§ **WHAT YOU WILL DO**
Pull every line containing "BroadcastOutsideTemp" from the data.

[Records from a collection]
:::

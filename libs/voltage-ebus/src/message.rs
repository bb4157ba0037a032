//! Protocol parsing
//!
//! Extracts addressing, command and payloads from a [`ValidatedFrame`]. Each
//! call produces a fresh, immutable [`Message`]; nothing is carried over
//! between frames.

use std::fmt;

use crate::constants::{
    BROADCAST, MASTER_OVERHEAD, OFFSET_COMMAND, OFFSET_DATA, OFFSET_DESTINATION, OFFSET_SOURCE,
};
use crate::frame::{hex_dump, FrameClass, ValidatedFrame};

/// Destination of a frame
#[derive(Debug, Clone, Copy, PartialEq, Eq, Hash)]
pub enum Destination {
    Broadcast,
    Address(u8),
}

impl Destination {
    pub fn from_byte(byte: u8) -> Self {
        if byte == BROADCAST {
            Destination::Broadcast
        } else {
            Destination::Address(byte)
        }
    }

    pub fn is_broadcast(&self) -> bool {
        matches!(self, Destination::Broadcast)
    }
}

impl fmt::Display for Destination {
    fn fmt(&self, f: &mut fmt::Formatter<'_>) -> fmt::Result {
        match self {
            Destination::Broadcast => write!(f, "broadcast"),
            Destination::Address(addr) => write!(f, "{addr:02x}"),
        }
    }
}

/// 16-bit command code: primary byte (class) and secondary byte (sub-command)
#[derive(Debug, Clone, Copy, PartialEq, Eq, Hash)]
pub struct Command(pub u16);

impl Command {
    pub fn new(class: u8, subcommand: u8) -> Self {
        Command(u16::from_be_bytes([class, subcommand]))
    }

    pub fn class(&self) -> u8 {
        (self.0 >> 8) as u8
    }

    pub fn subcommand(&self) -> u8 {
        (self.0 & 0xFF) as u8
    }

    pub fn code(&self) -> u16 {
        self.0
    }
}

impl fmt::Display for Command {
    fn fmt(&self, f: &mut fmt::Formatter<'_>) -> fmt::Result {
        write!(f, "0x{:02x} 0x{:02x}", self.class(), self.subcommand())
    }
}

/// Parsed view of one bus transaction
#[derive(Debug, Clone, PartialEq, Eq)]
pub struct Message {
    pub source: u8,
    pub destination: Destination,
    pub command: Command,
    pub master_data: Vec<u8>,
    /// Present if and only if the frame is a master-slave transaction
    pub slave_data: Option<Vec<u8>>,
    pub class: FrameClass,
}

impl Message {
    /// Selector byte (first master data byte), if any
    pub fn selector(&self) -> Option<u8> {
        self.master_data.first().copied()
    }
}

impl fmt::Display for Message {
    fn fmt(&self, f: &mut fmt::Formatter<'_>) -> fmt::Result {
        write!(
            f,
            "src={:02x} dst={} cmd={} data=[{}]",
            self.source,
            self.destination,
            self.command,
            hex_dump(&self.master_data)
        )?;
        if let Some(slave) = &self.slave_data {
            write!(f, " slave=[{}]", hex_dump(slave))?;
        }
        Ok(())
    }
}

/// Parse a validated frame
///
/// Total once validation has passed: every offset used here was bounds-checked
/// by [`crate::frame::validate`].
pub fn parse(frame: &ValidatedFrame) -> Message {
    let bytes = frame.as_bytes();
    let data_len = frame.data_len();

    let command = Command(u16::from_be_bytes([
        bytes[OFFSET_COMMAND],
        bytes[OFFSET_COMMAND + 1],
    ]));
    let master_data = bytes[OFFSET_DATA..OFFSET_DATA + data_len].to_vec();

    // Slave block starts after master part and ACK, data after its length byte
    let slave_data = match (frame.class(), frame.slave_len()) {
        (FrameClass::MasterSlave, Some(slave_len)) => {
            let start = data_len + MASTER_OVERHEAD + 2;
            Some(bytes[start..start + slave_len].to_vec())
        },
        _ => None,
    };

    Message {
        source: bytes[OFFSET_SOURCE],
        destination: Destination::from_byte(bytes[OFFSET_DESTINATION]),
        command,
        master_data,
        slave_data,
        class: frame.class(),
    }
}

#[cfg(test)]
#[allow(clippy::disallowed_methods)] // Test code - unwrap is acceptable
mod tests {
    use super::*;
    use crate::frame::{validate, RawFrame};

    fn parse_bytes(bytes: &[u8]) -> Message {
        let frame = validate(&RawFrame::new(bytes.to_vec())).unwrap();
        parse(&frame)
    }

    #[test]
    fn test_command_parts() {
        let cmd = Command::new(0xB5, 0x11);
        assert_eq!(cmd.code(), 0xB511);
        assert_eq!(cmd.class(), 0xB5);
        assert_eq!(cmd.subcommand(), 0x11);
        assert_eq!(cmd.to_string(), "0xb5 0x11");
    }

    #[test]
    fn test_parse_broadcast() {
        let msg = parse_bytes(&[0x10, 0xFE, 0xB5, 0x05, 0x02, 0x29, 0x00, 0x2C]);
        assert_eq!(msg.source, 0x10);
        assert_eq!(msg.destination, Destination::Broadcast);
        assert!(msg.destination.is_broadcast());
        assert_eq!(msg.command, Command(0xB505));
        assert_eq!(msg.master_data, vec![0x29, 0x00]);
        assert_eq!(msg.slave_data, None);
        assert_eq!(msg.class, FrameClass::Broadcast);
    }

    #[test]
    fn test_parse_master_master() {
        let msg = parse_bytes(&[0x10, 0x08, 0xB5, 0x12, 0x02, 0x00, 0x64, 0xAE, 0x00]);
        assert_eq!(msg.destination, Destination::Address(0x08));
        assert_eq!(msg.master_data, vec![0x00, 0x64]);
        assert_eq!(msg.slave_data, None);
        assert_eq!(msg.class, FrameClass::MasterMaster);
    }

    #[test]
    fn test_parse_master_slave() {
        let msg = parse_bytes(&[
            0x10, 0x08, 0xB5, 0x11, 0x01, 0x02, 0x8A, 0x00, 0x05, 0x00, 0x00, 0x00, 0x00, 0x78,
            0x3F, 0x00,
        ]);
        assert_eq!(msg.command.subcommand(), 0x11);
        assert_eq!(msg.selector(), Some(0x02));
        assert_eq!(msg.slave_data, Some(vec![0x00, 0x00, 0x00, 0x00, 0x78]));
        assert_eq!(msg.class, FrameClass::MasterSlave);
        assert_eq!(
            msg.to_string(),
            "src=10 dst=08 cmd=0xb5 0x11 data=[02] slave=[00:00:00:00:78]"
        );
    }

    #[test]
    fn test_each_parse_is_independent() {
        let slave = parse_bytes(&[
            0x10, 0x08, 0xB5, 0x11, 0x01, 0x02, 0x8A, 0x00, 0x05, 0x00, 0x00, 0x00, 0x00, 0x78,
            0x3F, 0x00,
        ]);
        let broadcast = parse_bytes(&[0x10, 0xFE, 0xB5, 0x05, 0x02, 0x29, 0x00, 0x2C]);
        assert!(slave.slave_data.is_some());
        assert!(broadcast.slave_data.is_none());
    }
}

:::

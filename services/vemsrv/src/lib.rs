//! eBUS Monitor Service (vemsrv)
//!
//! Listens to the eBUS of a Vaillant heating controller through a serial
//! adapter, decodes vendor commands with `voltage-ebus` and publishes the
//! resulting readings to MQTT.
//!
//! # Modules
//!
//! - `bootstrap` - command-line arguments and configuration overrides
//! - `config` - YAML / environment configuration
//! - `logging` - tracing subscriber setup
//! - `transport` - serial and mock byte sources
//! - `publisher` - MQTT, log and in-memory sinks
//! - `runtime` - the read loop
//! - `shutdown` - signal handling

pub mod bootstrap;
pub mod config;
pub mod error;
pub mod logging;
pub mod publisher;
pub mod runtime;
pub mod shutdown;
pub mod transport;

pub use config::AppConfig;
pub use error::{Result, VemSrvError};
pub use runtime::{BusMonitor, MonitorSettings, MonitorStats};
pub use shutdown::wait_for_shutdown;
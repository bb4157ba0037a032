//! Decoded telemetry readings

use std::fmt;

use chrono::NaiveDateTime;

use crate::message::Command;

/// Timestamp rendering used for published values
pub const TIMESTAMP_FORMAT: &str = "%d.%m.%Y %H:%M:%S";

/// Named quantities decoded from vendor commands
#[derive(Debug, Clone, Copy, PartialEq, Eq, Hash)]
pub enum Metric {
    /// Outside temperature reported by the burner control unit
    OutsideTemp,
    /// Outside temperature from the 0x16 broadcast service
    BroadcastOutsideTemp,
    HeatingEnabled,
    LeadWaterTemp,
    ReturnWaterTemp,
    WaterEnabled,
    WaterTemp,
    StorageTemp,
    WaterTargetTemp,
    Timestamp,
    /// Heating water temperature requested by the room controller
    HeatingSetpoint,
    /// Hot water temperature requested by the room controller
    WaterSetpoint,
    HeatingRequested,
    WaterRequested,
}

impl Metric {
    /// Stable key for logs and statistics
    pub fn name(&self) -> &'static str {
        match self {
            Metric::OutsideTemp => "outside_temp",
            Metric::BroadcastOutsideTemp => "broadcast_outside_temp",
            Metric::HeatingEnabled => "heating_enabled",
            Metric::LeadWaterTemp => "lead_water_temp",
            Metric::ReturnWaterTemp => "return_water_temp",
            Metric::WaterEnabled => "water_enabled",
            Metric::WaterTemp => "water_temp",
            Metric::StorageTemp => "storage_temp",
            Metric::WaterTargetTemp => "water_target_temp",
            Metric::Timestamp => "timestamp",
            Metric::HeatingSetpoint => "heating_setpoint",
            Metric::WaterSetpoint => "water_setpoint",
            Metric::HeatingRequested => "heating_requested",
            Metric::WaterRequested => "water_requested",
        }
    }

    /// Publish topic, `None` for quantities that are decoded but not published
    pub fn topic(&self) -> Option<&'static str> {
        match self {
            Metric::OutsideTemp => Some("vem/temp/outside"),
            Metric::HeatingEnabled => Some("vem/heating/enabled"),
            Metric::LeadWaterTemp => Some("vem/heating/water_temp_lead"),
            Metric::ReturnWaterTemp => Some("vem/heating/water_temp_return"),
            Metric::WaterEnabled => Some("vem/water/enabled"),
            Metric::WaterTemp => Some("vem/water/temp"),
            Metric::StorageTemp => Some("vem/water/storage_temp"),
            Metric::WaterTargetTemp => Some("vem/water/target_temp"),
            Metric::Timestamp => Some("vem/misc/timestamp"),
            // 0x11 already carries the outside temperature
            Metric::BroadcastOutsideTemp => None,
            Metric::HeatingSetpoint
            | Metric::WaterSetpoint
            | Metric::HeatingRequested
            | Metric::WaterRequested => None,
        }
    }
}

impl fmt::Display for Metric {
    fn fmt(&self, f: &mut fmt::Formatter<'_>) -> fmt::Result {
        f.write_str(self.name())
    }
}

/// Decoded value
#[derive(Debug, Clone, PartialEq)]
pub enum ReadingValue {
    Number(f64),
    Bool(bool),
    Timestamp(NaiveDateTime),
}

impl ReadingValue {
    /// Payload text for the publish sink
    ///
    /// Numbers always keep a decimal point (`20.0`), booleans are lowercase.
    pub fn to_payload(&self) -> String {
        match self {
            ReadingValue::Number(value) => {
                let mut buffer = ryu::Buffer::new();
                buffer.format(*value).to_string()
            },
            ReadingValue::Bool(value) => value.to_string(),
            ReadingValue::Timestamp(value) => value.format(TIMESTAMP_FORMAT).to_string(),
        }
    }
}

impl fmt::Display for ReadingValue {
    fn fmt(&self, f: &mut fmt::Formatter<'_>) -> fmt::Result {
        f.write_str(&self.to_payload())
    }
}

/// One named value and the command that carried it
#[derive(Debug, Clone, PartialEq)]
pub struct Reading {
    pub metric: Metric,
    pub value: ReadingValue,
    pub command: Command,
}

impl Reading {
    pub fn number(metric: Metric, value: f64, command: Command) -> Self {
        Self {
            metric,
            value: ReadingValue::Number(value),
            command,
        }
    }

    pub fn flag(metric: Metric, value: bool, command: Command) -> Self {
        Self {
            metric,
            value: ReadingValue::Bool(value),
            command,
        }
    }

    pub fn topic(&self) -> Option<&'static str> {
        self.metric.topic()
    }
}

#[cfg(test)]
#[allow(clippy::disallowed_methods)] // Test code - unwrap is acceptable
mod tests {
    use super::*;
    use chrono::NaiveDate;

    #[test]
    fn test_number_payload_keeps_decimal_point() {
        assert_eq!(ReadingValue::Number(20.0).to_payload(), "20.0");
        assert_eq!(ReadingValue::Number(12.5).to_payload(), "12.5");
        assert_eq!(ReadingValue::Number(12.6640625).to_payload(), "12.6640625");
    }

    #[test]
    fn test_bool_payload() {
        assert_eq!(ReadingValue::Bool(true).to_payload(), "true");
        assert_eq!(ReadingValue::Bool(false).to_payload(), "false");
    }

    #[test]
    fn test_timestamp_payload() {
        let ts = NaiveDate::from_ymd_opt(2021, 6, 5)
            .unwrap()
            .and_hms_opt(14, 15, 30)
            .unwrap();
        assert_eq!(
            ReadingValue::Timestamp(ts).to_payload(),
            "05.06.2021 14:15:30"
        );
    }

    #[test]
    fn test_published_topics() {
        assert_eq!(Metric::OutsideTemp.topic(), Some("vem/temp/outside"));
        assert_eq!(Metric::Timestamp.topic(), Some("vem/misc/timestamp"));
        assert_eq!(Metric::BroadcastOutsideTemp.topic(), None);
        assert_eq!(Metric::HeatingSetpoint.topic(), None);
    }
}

:::

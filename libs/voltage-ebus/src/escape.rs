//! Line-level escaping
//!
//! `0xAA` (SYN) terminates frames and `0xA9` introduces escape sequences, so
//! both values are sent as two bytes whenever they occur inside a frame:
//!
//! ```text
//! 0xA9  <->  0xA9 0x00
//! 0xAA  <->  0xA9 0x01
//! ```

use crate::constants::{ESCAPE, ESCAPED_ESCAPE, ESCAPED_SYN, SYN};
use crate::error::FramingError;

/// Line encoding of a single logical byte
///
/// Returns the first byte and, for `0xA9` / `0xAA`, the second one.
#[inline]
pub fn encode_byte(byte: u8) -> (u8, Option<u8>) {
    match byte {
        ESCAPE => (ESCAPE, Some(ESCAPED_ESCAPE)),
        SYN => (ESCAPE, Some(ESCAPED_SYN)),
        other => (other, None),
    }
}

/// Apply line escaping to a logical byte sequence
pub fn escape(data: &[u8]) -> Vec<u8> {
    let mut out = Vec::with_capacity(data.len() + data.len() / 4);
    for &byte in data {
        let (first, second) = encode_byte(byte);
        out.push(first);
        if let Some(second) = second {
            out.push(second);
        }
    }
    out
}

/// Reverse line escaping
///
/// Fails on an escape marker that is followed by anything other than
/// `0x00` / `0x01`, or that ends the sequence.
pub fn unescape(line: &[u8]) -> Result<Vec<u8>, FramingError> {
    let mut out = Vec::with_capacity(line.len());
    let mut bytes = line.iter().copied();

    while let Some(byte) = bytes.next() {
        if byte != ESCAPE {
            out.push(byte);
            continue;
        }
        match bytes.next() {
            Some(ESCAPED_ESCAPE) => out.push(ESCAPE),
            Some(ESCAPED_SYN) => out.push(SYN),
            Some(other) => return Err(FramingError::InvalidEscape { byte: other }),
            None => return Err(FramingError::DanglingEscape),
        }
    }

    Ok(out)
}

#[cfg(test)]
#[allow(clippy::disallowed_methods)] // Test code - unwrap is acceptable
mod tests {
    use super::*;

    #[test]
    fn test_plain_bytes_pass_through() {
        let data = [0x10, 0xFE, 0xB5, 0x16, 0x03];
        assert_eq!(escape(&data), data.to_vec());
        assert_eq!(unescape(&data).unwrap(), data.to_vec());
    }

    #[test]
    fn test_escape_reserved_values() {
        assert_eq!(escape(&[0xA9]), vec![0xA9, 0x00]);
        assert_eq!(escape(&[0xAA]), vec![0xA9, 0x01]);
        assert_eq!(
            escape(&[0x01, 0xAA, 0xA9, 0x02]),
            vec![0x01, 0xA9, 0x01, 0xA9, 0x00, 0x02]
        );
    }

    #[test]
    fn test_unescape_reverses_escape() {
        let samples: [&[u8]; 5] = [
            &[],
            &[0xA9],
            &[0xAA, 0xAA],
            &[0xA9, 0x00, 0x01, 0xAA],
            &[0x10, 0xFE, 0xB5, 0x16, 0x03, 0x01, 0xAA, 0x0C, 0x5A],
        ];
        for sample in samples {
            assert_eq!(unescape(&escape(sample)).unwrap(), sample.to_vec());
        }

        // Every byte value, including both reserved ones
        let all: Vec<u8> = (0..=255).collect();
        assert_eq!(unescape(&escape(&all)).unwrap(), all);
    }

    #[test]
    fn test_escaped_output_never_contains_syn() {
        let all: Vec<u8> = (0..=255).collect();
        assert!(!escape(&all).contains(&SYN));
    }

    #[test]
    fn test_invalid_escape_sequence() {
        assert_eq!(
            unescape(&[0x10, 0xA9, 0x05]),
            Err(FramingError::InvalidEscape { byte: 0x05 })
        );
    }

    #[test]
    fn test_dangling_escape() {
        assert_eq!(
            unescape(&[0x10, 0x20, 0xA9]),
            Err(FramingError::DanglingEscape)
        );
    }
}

:::

§ **RESPONSE TO THE TASK**
    BroadcastOutsideTemp,
            Metric::BroadcastOutsideTemp => "broadcast_outside_temp",
            Metric::BroadcastOutsideTemp => None,
        assert_eq!(Metric::BroadcastOutsideTemp.topic(), None);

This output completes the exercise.